Search the records for the word "positive" and pick out every line that has it.

[RECORDS FOR THIS EXERCISE]:
——

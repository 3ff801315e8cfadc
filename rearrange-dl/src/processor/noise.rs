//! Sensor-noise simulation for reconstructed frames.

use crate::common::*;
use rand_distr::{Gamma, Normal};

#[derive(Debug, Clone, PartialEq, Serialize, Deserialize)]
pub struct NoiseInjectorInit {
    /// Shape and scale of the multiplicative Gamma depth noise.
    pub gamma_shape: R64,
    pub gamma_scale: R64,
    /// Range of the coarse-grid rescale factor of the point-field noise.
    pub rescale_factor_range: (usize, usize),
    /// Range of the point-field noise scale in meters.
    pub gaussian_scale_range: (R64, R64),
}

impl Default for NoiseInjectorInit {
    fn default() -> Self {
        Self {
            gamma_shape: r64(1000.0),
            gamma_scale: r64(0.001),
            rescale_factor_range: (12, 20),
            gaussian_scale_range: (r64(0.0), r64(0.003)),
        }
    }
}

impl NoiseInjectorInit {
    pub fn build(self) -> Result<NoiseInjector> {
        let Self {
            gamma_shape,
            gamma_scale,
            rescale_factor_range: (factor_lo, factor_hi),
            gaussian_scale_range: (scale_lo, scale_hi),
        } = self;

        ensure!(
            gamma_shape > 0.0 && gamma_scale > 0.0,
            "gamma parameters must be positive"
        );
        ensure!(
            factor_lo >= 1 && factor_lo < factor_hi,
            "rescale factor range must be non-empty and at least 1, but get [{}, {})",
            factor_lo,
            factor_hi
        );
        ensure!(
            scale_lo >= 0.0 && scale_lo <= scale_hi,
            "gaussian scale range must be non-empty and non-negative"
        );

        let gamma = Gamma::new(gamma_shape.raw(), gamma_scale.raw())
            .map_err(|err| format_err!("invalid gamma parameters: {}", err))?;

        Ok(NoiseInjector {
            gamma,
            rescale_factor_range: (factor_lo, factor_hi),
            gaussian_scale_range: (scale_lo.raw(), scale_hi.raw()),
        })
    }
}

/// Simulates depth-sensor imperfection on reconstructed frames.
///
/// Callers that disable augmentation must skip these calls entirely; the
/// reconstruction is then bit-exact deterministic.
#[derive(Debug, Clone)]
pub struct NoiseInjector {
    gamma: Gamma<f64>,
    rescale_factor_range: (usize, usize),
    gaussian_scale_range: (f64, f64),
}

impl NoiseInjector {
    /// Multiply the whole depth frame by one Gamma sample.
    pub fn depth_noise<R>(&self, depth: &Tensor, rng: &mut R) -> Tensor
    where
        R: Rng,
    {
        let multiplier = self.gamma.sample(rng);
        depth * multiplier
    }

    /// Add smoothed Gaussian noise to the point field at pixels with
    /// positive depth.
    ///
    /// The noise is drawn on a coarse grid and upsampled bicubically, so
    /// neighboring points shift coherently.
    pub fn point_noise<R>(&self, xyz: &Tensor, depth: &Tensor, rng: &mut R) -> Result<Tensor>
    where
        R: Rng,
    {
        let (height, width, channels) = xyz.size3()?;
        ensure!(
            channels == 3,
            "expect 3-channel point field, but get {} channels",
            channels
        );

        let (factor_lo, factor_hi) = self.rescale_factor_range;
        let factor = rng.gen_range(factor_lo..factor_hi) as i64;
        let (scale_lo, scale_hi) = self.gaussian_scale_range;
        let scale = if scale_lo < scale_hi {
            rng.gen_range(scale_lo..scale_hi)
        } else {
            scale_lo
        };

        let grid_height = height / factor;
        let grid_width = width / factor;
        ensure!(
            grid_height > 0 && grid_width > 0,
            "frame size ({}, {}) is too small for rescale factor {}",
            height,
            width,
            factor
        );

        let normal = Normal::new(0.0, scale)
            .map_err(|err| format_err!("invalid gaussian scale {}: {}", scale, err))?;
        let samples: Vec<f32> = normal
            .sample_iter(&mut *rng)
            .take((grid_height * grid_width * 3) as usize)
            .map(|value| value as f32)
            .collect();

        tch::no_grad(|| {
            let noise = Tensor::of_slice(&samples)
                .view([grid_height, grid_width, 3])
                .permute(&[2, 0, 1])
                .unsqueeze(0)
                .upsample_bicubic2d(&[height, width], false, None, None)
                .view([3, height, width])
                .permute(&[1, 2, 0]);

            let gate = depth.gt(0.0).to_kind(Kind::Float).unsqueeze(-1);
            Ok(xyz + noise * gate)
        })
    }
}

——

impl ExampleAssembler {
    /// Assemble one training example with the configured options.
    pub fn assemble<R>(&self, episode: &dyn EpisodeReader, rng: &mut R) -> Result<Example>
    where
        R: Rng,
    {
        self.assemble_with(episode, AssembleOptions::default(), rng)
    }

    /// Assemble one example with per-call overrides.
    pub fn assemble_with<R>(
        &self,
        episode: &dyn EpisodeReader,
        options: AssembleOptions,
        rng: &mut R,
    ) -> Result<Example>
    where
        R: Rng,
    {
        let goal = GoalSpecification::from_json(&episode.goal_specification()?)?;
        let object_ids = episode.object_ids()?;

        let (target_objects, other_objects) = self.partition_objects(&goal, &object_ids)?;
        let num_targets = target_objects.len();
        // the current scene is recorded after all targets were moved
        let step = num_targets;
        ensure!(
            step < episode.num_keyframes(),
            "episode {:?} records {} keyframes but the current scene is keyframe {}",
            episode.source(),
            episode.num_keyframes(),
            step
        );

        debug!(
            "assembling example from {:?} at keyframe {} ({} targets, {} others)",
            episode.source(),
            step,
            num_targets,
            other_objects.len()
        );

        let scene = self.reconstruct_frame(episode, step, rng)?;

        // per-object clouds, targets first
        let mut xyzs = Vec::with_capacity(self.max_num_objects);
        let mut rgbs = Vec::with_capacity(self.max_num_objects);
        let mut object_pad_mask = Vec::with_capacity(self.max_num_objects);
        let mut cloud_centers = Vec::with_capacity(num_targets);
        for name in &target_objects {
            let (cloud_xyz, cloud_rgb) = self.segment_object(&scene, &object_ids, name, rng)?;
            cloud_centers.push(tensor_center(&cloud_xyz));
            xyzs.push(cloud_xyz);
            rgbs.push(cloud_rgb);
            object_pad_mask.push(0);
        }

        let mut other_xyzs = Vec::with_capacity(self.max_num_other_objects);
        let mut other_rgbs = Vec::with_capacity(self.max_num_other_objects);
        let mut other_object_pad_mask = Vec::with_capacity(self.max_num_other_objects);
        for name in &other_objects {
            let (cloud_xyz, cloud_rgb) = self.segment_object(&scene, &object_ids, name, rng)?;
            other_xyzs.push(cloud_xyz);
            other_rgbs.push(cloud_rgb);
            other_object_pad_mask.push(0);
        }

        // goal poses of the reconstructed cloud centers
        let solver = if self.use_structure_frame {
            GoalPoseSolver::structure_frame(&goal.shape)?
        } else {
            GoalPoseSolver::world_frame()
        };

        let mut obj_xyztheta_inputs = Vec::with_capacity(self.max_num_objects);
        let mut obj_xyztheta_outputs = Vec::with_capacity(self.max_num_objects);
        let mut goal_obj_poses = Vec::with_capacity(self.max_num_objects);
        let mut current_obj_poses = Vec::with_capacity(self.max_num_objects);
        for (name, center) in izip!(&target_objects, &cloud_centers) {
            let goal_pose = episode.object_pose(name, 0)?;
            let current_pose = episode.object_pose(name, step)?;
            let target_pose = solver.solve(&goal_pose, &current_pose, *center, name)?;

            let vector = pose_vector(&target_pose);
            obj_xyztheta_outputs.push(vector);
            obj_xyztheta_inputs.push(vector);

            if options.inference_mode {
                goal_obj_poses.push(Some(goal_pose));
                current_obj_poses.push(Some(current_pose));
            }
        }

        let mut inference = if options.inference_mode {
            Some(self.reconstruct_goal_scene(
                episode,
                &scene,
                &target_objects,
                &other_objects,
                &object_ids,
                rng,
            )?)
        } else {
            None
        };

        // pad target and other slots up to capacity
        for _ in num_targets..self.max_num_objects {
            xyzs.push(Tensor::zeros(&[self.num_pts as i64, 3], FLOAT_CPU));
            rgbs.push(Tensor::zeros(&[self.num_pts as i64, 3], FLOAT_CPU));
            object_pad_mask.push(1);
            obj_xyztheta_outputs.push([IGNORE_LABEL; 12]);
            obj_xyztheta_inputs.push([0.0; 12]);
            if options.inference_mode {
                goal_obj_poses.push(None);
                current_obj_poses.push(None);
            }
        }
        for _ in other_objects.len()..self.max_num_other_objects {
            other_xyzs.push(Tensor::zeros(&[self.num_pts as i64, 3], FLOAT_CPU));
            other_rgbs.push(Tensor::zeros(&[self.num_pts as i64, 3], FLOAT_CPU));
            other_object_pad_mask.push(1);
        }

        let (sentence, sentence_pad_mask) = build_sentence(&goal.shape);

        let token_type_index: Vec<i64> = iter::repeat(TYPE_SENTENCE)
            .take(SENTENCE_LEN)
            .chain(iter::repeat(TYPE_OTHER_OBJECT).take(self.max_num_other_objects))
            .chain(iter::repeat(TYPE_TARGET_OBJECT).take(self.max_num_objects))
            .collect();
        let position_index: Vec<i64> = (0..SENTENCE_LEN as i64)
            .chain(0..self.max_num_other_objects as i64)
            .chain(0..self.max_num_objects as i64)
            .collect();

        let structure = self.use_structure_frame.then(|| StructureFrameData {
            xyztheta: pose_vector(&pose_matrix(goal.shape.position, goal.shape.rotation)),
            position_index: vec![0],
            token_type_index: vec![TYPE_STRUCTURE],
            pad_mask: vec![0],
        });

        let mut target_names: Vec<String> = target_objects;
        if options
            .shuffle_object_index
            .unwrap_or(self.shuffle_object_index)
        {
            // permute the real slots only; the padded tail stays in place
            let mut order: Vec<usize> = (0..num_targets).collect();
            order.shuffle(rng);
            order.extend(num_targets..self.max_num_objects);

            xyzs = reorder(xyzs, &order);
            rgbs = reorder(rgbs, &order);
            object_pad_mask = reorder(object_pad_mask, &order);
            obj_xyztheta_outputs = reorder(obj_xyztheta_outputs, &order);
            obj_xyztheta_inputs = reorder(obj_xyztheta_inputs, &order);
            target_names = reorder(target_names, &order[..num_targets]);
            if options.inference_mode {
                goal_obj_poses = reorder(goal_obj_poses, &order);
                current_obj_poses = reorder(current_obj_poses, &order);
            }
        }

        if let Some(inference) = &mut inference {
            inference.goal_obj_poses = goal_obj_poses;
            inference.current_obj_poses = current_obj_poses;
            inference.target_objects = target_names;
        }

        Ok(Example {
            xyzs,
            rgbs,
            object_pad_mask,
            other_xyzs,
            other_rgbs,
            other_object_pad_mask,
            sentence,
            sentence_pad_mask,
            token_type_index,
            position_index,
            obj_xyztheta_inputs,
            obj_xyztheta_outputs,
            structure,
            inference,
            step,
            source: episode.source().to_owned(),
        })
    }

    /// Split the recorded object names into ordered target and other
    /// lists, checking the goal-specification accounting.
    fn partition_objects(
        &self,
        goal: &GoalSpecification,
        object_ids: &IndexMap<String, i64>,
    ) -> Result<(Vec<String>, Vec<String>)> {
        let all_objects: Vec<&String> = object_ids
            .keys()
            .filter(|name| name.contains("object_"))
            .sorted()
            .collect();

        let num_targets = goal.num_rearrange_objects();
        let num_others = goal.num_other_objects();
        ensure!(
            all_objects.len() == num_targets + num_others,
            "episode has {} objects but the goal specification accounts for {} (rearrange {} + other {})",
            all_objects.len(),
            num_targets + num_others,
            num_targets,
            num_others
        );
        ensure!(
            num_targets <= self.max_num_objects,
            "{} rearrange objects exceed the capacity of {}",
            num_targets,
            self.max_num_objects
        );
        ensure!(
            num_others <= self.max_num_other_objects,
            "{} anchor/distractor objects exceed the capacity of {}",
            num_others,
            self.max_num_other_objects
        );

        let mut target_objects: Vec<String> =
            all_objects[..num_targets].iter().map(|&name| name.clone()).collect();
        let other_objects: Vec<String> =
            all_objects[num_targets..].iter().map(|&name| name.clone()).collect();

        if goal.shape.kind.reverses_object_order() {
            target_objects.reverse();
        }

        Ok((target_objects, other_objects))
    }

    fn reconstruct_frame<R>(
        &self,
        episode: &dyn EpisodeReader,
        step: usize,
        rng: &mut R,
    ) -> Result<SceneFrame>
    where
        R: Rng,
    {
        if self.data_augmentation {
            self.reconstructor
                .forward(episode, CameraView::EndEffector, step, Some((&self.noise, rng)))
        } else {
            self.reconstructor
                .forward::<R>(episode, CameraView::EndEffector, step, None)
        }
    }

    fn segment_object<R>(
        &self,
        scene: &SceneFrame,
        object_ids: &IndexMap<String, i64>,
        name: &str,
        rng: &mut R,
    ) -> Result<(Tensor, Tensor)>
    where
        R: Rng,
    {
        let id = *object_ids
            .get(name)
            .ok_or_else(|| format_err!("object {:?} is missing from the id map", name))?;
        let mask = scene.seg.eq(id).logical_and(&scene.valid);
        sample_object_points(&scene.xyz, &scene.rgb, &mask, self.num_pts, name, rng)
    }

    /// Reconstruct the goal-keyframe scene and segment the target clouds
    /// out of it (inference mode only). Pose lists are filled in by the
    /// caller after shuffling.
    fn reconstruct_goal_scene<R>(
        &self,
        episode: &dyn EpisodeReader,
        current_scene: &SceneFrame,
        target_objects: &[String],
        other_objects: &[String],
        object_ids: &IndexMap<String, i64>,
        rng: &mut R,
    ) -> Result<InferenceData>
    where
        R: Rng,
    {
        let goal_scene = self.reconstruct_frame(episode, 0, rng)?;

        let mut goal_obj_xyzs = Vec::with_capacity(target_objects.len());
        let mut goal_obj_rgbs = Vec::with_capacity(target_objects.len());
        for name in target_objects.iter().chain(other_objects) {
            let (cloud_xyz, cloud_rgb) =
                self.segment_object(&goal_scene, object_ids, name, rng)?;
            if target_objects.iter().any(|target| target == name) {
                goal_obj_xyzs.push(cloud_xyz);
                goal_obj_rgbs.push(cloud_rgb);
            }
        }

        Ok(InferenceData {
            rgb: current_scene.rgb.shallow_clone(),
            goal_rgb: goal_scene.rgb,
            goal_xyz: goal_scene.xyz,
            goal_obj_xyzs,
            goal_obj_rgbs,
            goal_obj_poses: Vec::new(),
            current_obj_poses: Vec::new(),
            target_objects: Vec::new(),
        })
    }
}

——

[YOUR SOLUTION]:
            "gamma parameters must be positive"
    /// positive depth.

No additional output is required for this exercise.